Imagine you’re standing at the top of a beautiful mountain bowl after a fresh dump of snow. The sun’s out, the snow’s untouched, and you’re just a little bit frustrated, because your guide has said it’s not safe to ski there. The risk of avalanches, he says, is too great.
Then along comes a jolly blonde Brit called Boris Johnson, wearing a pair of faded 1970s salopettes and a woolly hat, who says you’ll be fine. In fact, he’s so sure you’ll be fine he’ll make a televised apology if you’re caught in an avalanche.
Who do you listen to?
Would it be your guide, or Boris Johnson?
In many ways, this is the situation we find ourselves in, as we face the most important vote in Britain for 41 years. At stake is the health of Britain’s economy and everything that’s built on it – from the moral character of British society, to the quality of the NHS.
On one side are the Remainers, asking us to vote to stay in the EU. They’re backed by organisations such as the OECD, the IMF, the Bank of England, the Treasury, 10 Nobel laureate economists, and – today, June 22 – the bosses of more than half of Britain’s largest companies (as well as lots of small and medium-sized ones). You can add all of Britain’s international allies to that list as well.

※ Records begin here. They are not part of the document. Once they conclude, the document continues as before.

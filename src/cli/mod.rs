pub mod actions;
pub mod commands;
pub mod dispatch;
pub mod telemetry;

mod start;
pub use self::start::start;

On the other there are those that would have us leave. They are telling us to ignore the experts. They know best, they say. They can’t tell us what’s going to happen when we leave, or explain which parts of the economy are going to prosper once we’ve gone. They can’t point to a group of international businesses queuing up to invest in a Brexiting Britain. All they can offer is their gut instinct and the fact that sometimes the experts get it wrong.
Which brings us back to the mountain bowl. On the one hand there’s the guide. On the other, Boris Johnson. Okay, the guide isn’t infallible. But he knows a lot more about mountains than Mr Johnson. He lives amongst them, he talks to other mountain guides, he studies weather forecasts and daily updates about the quality of the snowpack. His life is in snow. If he has a gut instinct – based on his training and experience – we might be prepared to listen to him. Not Mr Johnson.
The fact that there are qualified guides in the mountains, who ski like gods, know their environment, and are armed with the latest safety equipment is one of many beautiful things about the modern world. And to their number you can add doctors, scientists, engineers, teachers, lawyers, judges, accountants, and economists. No, they don’t always get it right, but their net effect has been to make people healthier, longer-living, better educated, and richer in all sorts of ways. It’s been done through peer reviews, rigorous thought, a willingness to learn from experience, and lots of hard work.
By discounting the whole principle of expertise, the leavers are asking us to embrace an approach to life that’s impatient, frivolous, and proud of its own ignorance. We’re being asked to close our ears to reason and surrender to our emotions. Some of those emotions are pretty ugly, too.
Here at Welove2ski we won’t be following the Leave campaign down the mountain, thanks very much. We’ll be voting Remain. We hope you will too.